WHAT YOU HAVE TO DO> For the records below, tally the lines that include the word "MuxError" and report the number alone.

DATA FOR REVIEW>
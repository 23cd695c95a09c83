use std::fmt;
use std::io::{self, Read, Write};
use std::sync::mpsc::{Receiver, RecvTimeoutError};
use std::sync::Arc;
use std::time::Duration;

use bytes::{Buf, Bytes};
use muxplex_frame::{encode_frame, EventType};

use crate::endpoint::Shared;
use crate::error::{MuxError, Result};
use crate::registry::Direction;

/// What the readable side of a stream observes, in arrival order.
#[derive(Debug, Clone, PartialEq, Eq)]
pub enum StreamEvent {
    /// A chunk of stream data.
    Data(Bytes),
    /// The stream ended.
    End,
    /// The stream was torn down with an error.
    Error,
}

/// Handle to one logical stream.
///
/// Writes become frames on the endpoint's output; inbound frames for the
/// stream arrive as [`StreamEvent`]s. Dropping the handle ends the stream.
pub struct StreamProxy {
    shared: Arc<Shared>,
    id: u8,
    direction: Direction,
    serial: u64,
    events: Receiver<StreamEvent>,
    leftover: Bytes,
    finished: bool,
}

impl StreamProxy {
    pub(crate) fn new(
        shared: Arc<Shared>,
        id: u8,
        direction: Direction,
        serial: u64,
        events: Receiver<StreamEvent>,
    ) -> Self {
        Self {
            shared,
            id,
            direction,
            serial,
            events,
            leftover: Bytes::new(),
            finished: false,
        }
    }

    pub fn id(&self) -> u8 {
        self.id
    }

    pub fn direction(&self) -> Direction {
        self.direction
    }

    /// True until the stream is ended from either side or the endpoint closes.
    pub fn is_open(&self) -> bool {
        self.shared
            .lock()
            .registry
            .get(self.direction, self.id)
            .is_some_and(|slot| slot.serial == self.serial)
    }

    /// Send one chunk to the peer.
    ///
    /// Silently ignored once the stream has ended or the endpoint closed.
    /// Fails with [`MuxError::Backpressure`] while the endpoint's outgoing
    /// buffer is at its limit.
    pub fn write(&self, data: &[u8]) -> Result<()> {
        self.send_chunk(data)
    }

    fn send_chunk(&self, data: &[u8]) -> Result<()> {
        let limit = self.shared.config.max_pending_output;
        {
            let mut guard = self.shared.lock();
            let state = &mut *guard;
            if state.closed {
                return Ok(());
            }
            let Some(slot) = state
                .registry
                .get_mut(self.direction, self.id)
                .filter(|slot| slot.serial == self.serial)
            else {
                return Ok(());
            };

            let pending = state.outbound.len();
            if pending >= limit {
                return Err(MuxError::Backpressure { pending, limit });
            }

            let event = if self.direction == Direction::Local && !slot.first_packet_sent {
                EventType::Connection
            } else {
                EventType::Data
            };
            encode_frame(
                self.direction.outbound_prefix(),
                self.id,
                event,
                data,
                &mut state.outbound,
            )?;
            slot.first_packet_sent = true;
            tracing::trace!(stream_id = self.id, event = ?event, len = data.len(), "frame queued");
        }
        self.shared.signal.notify_all();
        Ok(())
    }

    /// Block until a write would not hit backpressure, or the endpoint
    /// closes. Returns `false` on timeout.
    pub fn wait_writable(&self, timeout: Duration) -> bool {
        self.shared.wait_writable(timeout)
    }

    /// End the stream. Idempotent.
    pub fn end(&self) {
        self.finish(EventType::End, StreamEvent::End);
    }

    /// Tear the stream down with an error. Idempotent.
    pub fn error(&self) {
        self.finish(EventType::Error, StreamEvent::Error);
    }

    fn finish(&self, frame: EventType, observed: StreamEvent) {
        let ended = self.shared.lock().terminate(
            self.direction,
            self.id,
            Some(self.serial),
            Some(frame),
            observed,
        );
        if ended {
            self.shared.signal.notify_all();
        }
    }

    /// Wait for the next event. `None` once the stream is over and every
    /// event has been received.
    pub fn recv(&self) -> Option<StreamEvent> {
        self.events.recv().ok()
    }

    /// Next event if one is queued.
    pub fn try_recv(&self) -> Option<StreamEvent> {
        self.events.try_recv().ok()
    }

    /// Wait up to `timeout` for the next event.
    ///
    /// `Disconnected` means the stream is over and every event was received.
    pub fn recv_timeout(
        &self,
        timeout: Duration,
    ) -> std::result::Result<StreamEvent, RecvTimeoutError> {
        self.events.recv_timeout(timeout)
    }
}

impl Drop for StreamProxy {
    fn drop(&mut self) {
        self.end();
    }
}

impl fmt::Debug for StreamProxy {
    fn fmt(&self, f: &mut fmt::Formatter<'_>) -> fmt::Result {
        f.debug_struct("StreamProxy")
            .field("id", &self.id)
            .field("direction", &self.direction)
            .field("serial", &self.serial)
            .finish()
    }
}

/// Reads stream data; returns 0 after the stream ends or errors.
impl Read for StreamProxy {
    fn read(&mut self, buf: &mut [u8]) -> io::Result<usize> {
        while self.leftover.is_empty() {
            if self.finished {
                return Ok(0);
            }
            match self.events.recv() {
                Ok(StreamEvent::Data(data)) => self.leftover = data,
                Ok(StreamEvent::End) | Ok(StreamEvent::Error) | Err(_) => self.finished = true,
            }
        }
        let n = buf.len().min(self.leftover.len());
        buf[..n].copy_from_slice(&self.leftover[..n]);
        self.leftover.advance(n);
        Ok(n)
    }
}

/// Each call sends one frame; backpressure surfaces as `WouldBlock`.
impl Write for StreamProxy {
    fn write(&mut self, buf: &[u8]) -> io::Result<usize> {
        self.send_chunk(buf)?;
        Ok(buf.len())
    }

    fn flush(&mut self) -> io::Result<()> {
        Ok(())
    }
}

#[cfg(test)]
mod tests {
    use muxplex_frame::{FrameReader, Header, Prefix};

    use super::*;
    use crate::{Endpoint, EndpointConfig};

    fn headers(endpoint: &Endpoint) -> Vec<Header> {
        let output = endpoint.take_output().unwrap_or_default();
        FrameReader::new(output.as_ref())
            .map(|frame| frame.unwrap().header)
            .collect()
    }

    #[test]
    fn end_is_idempotent() {
        let endpoint = Endpoint::new();
        let stream = endpoint.create_stream().unwrap();
        assert!(stream.is_open());

        stream.end();
        stream.end();
        drop(stream);

        assert_eq!(
            headers(&endpoint),
            vec![Header::new(Prefix::Remote, 0, EventType::End, 0)]
        );
        assert_eq!(endpoint.available_ids(), 256);
    }

    #[test]
    fn error_sends_error_frame() {
        let endpoint = Endpoint::new();
        let stream = endpoint.create_stream().unwrap();
        stream.error();

        assert_eq!(stream.recv(), Some(StreamEvent::Error));
        assert_eq!(stream.recv(), None);
        assert!(!stream.is_open());
        assert_eq!(
            headers(&endpoint),
            vec![Header::new(Prefix::Remote, 0, EventType::Error, 0)]
        );
    }

    #[test]
    fn writes_after_end_are_ignored() {
        let endpoint = Endpoint::new();
        let stream = endpoint.create_stream().unwrap();
        stream.end();
        endpoint.take_output();

        stream.write(b"late").unwrap();
        assert_eq!(endpoint.pending_output(), 0);
    }

    #[test]
    fn stale_handle_cannot_touch_reused_id() {
        let endpoint = Endpoint::new();
        let old = endpoint.create_stream_with_id(9).unwrap();
        old.end();
        let new = endpoint.create_stream_with_id(9).unwrap();
        endpoint.take_output();

        old.write(b"stale").unwrap();
        old.end();
        assert_eq!(endpoint.pending_output(), 0);
        assert!(new.is_open());
    }

    #[test]
    fn backpressure_rejects_then_recovers() {
        let config = EndpointConfig::default().with_max_pending_output(16);
        let endpoint = Endpoint::builder().config(config).build();
        let mut stream = endpoint.create_stream().unwrap();

        stream.write(&[0u8; 32]).unwrap();
        assert!(matches!(
            stream.write(b"more"),
            Err(MuxError::Backpressure { pending: 39, limit: 16 })
        ));
        let err = Write::write(&mut stream, b"more").unwrap_err();
        assert_eq!(err.kind(), io::ErrorKind::WouldBlock);

        endpoint.take_output();
        stream.write(b"more").unwrap();
    }

    #[test]
    fn io_read_stops_at_end() {
        let endpoint = Endpoint::new();
        let mut stream = endpoint.create_stream().unwrap();
        stream.end();

        let mut buf = Vec::new();
        assert_eq!(stream.read_to_end(&mut buf).unwrap(), 0);
    }
}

TASK RESULT> 4